[Data section — start]

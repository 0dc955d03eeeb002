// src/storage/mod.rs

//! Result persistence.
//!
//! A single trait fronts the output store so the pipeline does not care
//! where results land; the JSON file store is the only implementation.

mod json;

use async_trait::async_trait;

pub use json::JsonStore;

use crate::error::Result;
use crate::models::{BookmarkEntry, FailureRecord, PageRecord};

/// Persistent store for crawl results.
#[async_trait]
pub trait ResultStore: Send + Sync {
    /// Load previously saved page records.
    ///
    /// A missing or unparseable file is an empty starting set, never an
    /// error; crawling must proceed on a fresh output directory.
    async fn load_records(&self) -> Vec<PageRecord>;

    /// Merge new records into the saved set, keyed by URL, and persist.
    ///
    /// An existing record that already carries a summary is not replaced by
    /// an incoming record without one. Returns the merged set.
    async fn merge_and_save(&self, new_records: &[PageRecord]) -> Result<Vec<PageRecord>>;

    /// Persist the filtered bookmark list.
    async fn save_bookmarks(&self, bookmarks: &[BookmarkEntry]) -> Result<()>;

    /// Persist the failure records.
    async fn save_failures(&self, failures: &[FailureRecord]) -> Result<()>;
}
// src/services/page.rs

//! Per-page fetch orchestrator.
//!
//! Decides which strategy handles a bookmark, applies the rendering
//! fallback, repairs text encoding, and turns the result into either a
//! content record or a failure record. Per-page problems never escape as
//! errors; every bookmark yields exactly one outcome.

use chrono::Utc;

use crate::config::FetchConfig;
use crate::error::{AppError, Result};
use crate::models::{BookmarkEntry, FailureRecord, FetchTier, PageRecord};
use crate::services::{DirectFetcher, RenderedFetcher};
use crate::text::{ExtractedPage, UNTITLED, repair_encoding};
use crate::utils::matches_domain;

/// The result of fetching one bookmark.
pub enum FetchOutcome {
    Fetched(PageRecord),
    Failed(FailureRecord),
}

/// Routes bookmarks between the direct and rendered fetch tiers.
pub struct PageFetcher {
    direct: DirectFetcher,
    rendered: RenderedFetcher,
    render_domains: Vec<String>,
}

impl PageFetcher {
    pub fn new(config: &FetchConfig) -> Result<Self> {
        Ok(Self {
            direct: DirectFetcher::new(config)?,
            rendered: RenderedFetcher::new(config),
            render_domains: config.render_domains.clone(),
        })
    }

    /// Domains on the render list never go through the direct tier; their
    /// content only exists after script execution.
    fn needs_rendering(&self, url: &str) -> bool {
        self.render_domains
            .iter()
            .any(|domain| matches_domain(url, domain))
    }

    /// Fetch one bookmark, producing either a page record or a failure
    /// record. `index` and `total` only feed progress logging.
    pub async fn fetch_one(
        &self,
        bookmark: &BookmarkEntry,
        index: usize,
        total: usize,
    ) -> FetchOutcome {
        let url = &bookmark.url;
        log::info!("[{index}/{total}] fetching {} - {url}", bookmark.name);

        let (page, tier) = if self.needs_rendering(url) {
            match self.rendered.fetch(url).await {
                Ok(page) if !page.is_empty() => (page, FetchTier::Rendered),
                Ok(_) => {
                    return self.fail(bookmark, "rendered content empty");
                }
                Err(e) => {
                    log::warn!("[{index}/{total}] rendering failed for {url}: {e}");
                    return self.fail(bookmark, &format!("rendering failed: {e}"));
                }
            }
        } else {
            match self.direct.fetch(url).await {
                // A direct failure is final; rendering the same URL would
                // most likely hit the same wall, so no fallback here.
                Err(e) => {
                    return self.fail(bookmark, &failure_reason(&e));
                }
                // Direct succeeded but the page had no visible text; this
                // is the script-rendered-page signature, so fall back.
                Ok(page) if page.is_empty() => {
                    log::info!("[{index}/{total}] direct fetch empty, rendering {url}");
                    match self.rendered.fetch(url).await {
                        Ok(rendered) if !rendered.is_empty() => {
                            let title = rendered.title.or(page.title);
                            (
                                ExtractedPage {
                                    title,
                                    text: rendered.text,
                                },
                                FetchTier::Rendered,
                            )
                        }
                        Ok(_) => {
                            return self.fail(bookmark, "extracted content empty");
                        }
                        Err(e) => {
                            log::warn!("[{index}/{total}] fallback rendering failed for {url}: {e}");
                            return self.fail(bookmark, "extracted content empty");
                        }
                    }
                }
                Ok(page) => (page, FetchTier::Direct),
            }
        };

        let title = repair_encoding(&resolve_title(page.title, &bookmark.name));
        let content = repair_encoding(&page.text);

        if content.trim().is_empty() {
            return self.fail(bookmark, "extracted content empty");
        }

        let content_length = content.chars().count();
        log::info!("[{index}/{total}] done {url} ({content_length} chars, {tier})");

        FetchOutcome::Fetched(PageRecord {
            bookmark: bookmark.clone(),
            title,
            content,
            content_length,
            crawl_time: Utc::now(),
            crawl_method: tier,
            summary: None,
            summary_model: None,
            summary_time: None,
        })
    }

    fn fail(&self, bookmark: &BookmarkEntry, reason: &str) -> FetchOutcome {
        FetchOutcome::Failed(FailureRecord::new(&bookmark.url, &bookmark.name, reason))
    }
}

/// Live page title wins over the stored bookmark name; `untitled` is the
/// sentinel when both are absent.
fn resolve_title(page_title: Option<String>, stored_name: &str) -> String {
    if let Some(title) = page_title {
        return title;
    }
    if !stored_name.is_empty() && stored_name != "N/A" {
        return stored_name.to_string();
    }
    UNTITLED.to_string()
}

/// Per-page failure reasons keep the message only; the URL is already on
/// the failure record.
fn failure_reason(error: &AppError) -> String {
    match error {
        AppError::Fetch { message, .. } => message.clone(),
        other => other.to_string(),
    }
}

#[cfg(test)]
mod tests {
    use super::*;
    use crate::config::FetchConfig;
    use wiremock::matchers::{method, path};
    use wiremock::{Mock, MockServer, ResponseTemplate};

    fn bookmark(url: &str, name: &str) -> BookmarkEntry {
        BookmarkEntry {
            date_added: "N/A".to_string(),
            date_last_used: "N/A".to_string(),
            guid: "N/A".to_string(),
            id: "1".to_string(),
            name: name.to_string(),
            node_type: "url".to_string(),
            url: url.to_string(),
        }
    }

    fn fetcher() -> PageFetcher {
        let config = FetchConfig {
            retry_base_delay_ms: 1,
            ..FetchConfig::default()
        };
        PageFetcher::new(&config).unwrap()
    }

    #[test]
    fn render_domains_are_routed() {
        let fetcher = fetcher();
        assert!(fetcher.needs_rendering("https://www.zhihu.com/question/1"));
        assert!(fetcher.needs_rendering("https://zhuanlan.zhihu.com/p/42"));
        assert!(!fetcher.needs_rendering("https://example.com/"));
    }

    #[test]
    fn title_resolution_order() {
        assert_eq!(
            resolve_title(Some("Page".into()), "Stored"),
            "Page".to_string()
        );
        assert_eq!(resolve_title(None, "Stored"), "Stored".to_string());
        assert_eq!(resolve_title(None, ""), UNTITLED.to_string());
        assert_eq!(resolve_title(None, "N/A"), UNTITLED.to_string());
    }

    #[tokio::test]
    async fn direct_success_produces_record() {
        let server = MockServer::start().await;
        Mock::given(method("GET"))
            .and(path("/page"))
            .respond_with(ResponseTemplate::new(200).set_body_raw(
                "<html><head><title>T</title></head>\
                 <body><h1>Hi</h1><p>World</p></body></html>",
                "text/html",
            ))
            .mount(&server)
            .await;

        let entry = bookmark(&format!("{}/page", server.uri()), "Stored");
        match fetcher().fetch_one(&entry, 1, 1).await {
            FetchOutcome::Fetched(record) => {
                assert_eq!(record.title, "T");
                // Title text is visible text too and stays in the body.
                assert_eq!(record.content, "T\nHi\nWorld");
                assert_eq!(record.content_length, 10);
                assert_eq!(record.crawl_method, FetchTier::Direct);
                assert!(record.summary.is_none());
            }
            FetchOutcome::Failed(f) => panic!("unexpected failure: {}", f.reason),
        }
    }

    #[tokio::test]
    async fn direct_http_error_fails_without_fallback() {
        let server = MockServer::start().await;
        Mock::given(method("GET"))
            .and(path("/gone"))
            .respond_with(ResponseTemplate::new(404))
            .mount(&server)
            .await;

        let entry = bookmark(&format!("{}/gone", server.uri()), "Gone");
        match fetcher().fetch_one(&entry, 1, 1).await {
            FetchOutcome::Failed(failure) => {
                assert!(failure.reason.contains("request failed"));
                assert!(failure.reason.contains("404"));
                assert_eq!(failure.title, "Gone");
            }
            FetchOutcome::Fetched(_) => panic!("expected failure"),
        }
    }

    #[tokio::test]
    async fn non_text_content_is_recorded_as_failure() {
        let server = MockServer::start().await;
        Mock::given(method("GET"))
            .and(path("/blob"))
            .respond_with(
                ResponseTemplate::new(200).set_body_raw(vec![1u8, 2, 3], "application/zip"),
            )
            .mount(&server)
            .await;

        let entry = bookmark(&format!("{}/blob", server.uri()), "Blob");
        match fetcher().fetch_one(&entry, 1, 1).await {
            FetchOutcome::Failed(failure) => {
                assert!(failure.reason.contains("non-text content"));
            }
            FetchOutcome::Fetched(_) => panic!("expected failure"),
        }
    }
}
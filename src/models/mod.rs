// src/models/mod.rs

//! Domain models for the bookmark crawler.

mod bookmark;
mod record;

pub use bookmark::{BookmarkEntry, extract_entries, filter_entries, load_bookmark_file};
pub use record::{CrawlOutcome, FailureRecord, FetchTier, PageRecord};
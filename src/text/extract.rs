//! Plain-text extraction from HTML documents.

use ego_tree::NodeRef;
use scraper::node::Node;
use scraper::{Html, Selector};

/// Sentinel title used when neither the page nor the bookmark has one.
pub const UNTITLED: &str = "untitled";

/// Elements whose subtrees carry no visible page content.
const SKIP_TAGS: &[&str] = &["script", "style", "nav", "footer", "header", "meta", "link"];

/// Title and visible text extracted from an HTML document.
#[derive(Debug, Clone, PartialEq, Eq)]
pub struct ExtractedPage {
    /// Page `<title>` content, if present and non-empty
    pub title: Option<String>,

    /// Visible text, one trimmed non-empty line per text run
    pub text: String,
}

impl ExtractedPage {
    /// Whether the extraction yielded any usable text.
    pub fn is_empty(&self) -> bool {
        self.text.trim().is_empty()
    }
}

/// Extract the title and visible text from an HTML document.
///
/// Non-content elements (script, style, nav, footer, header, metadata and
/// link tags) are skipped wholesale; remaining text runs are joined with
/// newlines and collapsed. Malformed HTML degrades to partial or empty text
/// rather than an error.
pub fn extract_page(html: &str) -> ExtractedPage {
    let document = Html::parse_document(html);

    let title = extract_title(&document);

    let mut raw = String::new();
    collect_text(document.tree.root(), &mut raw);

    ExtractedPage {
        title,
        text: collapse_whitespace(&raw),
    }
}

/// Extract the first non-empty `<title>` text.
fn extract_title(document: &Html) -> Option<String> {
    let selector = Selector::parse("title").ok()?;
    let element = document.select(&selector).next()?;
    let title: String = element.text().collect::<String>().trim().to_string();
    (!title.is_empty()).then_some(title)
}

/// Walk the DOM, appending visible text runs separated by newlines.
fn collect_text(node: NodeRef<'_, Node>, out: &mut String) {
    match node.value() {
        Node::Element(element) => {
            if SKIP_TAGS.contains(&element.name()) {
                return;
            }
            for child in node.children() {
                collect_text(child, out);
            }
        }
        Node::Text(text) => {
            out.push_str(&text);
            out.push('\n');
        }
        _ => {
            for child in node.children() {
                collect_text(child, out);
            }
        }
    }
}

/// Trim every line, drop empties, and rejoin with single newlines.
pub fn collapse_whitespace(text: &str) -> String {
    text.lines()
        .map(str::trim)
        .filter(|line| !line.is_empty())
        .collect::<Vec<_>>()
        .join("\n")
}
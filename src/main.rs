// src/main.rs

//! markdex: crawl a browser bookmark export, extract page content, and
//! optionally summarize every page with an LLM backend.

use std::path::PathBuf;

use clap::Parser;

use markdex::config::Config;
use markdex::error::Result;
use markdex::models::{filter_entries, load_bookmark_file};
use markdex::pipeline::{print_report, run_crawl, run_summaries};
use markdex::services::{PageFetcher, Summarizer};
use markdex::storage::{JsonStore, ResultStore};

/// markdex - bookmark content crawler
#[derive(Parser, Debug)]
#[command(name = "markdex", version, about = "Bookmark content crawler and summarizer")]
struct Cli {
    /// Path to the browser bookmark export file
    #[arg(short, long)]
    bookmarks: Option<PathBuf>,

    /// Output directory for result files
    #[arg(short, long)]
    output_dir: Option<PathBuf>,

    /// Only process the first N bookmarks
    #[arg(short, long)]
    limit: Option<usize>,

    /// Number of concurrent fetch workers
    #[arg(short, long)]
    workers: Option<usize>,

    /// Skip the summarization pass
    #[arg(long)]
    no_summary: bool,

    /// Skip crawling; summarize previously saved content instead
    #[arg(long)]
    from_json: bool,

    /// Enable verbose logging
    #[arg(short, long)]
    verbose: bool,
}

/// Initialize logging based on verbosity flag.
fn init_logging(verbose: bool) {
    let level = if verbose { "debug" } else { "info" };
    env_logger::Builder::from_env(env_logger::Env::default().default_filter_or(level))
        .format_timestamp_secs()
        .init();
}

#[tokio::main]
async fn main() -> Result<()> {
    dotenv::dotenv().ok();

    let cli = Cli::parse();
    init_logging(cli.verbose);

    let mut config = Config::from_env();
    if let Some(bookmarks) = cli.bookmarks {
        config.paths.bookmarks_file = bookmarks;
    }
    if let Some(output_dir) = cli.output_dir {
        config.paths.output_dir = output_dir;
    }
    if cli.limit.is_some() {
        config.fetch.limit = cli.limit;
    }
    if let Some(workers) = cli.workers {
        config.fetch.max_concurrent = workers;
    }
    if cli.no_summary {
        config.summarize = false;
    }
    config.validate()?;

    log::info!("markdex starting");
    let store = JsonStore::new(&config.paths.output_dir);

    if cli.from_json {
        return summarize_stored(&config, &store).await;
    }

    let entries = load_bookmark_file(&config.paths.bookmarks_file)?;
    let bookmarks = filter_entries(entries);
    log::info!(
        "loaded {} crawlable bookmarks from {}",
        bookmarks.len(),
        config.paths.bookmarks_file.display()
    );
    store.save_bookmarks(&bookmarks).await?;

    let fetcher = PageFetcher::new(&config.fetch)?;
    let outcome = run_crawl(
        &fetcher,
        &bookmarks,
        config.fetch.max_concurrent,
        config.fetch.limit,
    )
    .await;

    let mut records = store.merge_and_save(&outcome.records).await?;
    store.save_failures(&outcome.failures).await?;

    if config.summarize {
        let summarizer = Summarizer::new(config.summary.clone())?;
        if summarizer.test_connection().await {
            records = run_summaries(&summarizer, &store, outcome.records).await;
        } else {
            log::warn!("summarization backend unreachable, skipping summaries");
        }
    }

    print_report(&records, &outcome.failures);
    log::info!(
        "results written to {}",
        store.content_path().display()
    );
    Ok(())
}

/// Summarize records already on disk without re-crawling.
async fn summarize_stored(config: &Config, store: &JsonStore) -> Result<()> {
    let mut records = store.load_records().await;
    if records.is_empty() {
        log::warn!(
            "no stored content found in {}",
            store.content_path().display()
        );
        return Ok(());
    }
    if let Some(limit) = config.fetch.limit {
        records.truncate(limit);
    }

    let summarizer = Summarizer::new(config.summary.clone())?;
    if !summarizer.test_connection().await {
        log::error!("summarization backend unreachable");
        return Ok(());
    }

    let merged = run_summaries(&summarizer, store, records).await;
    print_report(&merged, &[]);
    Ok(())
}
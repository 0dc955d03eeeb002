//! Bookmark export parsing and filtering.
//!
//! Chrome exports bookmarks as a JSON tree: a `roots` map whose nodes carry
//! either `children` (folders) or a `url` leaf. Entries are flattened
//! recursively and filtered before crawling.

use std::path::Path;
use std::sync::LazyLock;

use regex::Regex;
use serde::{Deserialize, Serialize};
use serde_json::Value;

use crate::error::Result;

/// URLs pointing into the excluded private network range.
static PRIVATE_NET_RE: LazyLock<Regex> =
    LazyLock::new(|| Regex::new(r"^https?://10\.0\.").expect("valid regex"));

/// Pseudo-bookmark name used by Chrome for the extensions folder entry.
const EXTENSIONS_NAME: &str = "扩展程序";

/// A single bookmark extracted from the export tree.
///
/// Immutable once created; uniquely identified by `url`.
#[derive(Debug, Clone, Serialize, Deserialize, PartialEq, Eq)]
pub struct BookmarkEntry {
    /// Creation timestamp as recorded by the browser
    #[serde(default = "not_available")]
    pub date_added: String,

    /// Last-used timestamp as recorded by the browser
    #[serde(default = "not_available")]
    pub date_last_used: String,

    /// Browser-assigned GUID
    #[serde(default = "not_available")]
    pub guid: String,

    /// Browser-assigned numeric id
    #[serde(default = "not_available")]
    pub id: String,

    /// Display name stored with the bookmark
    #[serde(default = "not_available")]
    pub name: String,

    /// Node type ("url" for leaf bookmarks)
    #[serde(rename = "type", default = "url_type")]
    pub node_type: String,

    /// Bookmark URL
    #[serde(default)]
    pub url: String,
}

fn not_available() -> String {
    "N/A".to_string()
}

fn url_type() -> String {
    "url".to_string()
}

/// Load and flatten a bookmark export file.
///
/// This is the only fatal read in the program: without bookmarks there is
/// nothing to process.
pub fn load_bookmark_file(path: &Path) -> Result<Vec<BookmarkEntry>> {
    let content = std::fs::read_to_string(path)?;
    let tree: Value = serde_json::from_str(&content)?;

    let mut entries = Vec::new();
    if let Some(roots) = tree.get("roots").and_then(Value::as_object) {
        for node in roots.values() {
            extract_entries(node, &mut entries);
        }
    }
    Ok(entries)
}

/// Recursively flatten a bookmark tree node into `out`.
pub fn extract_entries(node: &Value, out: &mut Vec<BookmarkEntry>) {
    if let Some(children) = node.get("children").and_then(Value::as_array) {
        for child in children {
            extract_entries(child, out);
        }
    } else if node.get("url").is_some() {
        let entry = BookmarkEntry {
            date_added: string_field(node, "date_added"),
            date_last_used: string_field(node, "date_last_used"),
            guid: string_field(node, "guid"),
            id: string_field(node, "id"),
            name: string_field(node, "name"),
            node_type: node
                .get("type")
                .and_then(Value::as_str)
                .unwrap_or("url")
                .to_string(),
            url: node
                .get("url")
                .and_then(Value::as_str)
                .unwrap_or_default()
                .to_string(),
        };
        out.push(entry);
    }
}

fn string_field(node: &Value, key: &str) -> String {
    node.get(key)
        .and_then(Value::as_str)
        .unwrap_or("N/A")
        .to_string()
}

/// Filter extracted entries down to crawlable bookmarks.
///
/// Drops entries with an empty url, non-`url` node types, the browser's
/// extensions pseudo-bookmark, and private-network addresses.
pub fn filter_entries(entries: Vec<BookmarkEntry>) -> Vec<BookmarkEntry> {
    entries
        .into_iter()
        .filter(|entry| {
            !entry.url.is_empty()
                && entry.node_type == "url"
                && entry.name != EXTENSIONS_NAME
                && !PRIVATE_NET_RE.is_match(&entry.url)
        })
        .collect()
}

[Data section — finish]

* [What to do]: Lines wanted from the listing above: the line with "fn not_available() ->" up to and including the line with "nothing to process.". Please write them out exactly, adding nothing else.

* [Problem solution]:
fn not_available() -> String {
    "N/A".to_string()
}

fn url_type() -> String {
    "url".to_string()
}

/// Load and flatten a bookmark export file.
///
/// This is the only fatal read in the program: without bookmarks there is
/// nothing to process.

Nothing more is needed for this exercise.